__ACTIVITY__
The string "SetAdminResponse" may appear in lines of the listing. Report each line where it does.

START SUPPLIED RECORDS

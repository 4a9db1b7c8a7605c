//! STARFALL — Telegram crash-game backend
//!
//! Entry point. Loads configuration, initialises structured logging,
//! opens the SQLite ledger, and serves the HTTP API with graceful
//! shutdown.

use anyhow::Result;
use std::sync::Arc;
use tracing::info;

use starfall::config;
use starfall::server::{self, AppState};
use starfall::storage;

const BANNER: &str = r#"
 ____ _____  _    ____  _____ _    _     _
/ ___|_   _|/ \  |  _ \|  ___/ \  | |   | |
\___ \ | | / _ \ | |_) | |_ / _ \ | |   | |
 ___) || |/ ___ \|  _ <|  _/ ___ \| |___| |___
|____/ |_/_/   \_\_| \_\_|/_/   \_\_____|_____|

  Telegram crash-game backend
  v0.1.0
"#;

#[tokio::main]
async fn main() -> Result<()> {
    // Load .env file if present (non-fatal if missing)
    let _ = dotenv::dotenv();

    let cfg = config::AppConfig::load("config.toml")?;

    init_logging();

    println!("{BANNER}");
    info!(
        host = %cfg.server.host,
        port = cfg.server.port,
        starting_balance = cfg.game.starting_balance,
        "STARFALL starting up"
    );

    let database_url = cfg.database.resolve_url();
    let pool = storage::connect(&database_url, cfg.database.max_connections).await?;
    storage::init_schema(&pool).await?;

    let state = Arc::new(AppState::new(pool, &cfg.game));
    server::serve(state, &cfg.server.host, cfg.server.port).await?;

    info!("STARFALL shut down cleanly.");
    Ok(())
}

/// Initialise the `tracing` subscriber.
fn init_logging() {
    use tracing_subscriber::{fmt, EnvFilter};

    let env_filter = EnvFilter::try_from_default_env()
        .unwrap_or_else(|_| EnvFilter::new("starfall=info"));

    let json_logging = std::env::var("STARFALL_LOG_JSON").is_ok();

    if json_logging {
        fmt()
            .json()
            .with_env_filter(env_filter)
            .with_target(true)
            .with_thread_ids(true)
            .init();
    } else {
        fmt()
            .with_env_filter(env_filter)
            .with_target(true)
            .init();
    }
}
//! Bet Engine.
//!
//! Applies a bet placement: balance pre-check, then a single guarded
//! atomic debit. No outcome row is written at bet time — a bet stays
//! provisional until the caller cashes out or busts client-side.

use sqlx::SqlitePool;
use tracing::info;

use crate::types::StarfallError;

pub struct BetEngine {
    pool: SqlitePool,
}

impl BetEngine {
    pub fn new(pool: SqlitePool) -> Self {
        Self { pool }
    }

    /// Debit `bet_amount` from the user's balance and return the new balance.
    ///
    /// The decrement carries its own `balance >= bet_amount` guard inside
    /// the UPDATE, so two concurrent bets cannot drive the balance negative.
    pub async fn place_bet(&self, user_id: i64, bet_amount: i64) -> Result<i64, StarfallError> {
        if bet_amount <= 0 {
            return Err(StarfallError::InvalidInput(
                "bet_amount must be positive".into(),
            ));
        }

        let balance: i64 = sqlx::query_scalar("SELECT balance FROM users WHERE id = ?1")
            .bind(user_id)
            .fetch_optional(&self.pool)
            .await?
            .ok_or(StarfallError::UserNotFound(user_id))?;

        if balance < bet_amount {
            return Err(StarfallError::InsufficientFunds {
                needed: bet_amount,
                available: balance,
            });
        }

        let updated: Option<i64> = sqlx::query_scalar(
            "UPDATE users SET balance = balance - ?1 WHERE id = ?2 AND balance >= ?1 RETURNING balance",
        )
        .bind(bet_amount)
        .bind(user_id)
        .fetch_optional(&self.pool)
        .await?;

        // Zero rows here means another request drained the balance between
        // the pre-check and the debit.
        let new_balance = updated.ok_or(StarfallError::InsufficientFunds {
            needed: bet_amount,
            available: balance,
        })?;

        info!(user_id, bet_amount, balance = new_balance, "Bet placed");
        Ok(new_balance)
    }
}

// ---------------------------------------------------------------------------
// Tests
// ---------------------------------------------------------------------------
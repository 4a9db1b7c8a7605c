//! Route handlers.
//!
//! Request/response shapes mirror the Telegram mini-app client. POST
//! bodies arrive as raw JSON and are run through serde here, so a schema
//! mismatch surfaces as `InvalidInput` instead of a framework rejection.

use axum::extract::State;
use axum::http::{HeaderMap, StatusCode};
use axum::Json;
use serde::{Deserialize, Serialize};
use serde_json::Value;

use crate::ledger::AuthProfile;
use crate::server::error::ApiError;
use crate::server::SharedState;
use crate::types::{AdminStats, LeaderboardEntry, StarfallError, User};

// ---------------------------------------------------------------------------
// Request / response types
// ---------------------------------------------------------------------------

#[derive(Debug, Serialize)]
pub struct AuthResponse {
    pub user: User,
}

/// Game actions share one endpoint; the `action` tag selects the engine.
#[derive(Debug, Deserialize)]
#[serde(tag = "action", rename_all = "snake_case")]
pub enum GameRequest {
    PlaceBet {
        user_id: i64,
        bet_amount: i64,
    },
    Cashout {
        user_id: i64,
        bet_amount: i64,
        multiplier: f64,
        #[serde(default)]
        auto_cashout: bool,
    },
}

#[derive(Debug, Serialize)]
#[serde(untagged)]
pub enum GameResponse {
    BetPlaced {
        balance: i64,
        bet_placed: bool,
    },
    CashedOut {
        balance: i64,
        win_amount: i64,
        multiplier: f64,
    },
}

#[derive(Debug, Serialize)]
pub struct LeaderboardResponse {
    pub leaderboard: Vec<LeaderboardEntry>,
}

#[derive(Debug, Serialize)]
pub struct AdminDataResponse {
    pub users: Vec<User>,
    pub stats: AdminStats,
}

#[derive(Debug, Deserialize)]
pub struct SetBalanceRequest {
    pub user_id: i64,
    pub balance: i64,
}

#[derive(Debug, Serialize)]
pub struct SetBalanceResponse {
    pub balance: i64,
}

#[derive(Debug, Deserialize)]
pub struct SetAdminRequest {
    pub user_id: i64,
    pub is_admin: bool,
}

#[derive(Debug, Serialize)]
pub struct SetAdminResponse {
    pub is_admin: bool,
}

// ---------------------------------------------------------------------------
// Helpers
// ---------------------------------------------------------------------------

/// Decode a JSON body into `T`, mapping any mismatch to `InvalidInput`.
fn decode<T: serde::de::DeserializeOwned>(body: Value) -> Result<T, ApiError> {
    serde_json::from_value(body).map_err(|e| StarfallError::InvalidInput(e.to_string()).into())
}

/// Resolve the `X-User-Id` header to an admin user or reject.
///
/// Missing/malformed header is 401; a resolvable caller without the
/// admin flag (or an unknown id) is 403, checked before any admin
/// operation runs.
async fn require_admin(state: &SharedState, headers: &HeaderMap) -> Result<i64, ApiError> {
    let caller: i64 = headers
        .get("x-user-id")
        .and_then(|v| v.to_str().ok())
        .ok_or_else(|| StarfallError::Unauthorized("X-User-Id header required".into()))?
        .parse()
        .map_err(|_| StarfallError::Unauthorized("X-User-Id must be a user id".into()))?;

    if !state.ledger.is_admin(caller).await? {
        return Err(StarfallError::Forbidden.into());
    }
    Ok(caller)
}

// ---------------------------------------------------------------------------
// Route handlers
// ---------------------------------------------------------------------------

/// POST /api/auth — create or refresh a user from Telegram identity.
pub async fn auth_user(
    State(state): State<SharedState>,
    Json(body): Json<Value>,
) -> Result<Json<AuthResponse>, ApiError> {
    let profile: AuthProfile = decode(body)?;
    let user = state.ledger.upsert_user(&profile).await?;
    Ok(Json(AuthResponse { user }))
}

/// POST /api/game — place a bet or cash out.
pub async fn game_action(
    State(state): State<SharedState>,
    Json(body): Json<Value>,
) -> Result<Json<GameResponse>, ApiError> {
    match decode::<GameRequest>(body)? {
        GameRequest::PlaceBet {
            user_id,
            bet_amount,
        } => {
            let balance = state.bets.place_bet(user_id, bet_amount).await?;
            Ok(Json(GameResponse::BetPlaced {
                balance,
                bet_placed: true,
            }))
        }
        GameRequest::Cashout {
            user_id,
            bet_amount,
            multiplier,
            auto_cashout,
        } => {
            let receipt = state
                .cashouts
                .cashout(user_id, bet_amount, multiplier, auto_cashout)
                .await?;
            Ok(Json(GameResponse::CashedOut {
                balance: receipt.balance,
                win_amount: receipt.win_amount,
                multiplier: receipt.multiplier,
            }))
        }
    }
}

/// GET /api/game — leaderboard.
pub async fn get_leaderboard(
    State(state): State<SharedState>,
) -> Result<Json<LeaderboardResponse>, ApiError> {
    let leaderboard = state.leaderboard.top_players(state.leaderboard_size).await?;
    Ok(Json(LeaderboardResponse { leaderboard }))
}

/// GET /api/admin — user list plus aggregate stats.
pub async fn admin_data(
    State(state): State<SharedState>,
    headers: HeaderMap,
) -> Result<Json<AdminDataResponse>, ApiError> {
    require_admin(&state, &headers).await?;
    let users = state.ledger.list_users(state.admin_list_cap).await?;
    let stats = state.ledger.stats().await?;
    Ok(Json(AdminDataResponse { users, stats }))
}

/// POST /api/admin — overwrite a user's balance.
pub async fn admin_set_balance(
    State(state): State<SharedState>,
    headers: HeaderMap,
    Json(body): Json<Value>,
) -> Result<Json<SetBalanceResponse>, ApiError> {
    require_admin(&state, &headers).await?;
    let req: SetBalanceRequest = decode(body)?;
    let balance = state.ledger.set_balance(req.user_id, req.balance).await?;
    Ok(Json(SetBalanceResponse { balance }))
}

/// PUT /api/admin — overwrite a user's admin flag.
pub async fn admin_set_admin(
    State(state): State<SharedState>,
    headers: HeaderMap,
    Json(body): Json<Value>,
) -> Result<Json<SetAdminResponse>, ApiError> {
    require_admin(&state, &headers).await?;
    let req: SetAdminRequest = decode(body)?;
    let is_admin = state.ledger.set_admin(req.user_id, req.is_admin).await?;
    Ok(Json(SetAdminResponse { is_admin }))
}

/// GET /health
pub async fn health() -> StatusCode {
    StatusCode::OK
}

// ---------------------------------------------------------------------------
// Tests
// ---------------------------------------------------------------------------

END SUPPLIED RECORDS
START SUPPLIED RECORDS

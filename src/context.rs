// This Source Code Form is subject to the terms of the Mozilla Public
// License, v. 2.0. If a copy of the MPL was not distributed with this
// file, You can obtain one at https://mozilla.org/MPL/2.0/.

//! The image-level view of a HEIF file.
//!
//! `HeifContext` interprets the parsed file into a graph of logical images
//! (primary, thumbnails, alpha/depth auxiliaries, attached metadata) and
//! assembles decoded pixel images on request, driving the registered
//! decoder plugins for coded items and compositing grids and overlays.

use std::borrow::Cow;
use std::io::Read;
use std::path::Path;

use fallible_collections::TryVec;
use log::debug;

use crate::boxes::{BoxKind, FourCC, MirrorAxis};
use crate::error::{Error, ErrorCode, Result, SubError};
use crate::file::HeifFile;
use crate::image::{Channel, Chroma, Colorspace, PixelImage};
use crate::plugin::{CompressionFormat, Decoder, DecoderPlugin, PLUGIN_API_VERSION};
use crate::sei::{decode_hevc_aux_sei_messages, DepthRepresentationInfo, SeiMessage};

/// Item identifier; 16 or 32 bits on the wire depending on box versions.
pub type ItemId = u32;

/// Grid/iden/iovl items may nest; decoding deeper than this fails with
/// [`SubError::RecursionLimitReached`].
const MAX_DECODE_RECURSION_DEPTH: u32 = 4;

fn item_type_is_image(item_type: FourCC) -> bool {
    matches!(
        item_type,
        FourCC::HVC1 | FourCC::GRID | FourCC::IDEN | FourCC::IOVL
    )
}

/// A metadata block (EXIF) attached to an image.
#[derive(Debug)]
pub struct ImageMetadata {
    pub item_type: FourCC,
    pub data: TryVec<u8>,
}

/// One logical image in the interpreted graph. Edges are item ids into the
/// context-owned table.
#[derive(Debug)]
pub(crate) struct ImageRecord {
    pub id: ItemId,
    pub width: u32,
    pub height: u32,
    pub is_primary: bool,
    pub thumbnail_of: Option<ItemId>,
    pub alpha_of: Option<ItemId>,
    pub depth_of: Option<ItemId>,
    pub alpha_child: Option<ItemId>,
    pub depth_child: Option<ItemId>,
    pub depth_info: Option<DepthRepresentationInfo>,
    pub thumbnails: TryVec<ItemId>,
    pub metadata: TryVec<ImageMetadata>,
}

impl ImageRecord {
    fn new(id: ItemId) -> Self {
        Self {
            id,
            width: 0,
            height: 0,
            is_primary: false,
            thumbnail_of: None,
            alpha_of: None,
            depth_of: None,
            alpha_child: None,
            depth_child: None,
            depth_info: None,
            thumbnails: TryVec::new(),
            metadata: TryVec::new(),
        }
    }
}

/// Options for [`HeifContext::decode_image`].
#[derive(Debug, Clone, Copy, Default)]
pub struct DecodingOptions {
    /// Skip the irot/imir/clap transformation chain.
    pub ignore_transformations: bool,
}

END SUPPLIED RECORDS
START SUPPLIED RECORDS

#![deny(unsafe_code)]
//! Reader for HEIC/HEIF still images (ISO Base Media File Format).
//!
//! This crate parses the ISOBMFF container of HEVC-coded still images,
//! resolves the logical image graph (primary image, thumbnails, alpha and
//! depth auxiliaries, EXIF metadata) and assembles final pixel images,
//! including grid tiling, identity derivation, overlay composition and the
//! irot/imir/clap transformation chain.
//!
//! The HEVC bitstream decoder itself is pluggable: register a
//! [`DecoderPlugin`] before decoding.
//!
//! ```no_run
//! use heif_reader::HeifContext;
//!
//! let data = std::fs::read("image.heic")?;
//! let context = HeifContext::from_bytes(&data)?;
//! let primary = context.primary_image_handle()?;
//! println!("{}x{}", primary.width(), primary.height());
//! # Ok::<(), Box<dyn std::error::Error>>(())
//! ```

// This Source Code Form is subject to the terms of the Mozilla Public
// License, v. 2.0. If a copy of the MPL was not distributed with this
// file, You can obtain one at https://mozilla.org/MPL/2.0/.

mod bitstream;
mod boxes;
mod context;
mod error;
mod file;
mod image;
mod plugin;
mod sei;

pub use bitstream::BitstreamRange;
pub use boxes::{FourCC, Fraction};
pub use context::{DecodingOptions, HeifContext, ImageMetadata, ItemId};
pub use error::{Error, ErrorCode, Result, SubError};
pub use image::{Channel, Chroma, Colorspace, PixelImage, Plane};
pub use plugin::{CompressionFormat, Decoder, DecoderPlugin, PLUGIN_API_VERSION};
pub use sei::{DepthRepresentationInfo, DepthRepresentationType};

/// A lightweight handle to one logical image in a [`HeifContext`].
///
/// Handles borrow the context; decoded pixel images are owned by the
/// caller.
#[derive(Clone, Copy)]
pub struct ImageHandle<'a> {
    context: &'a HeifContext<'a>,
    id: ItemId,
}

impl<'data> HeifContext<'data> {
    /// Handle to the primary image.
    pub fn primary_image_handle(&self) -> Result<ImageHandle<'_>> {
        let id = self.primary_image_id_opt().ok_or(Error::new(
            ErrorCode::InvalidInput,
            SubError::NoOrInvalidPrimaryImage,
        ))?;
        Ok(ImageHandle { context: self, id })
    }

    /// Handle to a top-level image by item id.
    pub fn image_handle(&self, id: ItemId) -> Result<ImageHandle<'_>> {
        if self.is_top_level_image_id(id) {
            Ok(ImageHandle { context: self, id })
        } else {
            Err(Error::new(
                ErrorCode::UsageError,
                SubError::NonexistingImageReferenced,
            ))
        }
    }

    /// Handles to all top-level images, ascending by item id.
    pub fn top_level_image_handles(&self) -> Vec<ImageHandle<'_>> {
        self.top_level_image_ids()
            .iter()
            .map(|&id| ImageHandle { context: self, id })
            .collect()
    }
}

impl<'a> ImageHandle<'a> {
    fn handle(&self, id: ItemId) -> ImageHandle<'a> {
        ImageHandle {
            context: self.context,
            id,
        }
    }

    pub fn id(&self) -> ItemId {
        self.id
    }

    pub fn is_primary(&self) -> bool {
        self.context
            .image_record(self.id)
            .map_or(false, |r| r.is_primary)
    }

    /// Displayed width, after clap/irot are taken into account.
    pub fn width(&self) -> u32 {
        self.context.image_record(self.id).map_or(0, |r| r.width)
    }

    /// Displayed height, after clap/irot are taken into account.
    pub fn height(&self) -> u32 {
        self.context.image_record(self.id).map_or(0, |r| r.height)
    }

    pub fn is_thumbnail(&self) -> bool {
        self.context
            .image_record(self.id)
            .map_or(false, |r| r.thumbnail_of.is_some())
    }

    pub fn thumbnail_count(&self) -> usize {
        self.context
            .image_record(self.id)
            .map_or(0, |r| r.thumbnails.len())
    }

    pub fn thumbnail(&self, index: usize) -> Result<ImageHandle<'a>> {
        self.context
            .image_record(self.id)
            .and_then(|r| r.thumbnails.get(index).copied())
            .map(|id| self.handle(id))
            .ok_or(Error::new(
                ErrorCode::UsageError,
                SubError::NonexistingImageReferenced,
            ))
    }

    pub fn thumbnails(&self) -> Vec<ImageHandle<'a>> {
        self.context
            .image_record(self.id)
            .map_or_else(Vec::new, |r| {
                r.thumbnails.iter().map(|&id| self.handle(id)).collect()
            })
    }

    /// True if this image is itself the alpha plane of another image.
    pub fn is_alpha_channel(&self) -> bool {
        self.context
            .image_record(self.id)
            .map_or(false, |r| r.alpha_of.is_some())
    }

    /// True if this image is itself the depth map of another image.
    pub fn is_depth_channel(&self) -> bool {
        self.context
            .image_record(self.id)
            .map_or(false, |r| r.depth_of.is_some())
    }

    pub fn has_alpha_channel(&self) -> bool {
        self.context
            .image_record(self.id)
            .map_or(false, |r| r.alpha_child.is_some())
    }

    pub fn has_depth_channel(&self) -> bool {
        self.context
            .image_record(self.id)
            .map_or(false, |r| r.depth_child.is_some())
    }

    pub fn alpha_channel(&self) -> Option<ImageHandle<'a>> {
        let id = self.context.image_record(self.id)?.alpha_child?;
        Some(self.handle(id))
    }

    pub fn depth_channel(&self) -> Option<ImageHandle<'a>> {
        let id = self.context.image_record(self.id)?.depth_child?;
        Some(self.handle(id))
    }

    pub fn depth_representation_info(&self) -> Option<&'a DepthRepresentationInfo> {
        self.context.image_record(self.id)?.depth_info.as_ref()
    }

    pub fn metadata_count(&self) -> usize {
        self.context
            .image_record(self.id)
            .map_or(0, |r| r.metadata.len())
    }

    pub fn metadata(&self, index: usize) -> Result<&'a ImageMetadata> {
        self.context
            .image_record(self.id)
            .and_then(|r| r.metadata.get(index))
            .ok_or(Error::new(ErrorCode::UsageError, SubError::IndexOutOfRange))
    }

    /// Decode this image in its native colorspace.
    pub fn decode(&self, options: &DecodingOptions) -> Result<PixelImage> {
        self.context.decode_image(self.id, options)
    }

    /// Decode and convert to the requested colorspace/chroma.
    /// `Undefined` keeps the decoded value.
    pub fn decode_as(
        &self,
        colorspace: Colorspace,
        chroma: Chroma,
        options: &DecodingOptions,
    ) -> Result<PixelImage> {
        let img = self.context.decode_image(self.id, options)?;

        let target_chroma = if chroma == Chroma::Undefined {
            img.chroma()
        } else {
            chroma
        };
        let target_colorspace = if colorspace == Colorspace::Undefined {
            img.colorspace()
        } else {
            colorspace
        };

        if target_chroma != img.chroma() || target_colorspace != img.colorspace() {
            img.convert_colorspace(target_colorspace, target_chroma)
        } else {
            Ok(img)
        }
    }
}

END SUPPLIED RECORDS

__SOLUTION__
pub struct SetAdminResponse {
) -> Result<Json<SetAdminResponse>, ApiError> {
    Ok(Json(SetAdminResponse { is_admin }))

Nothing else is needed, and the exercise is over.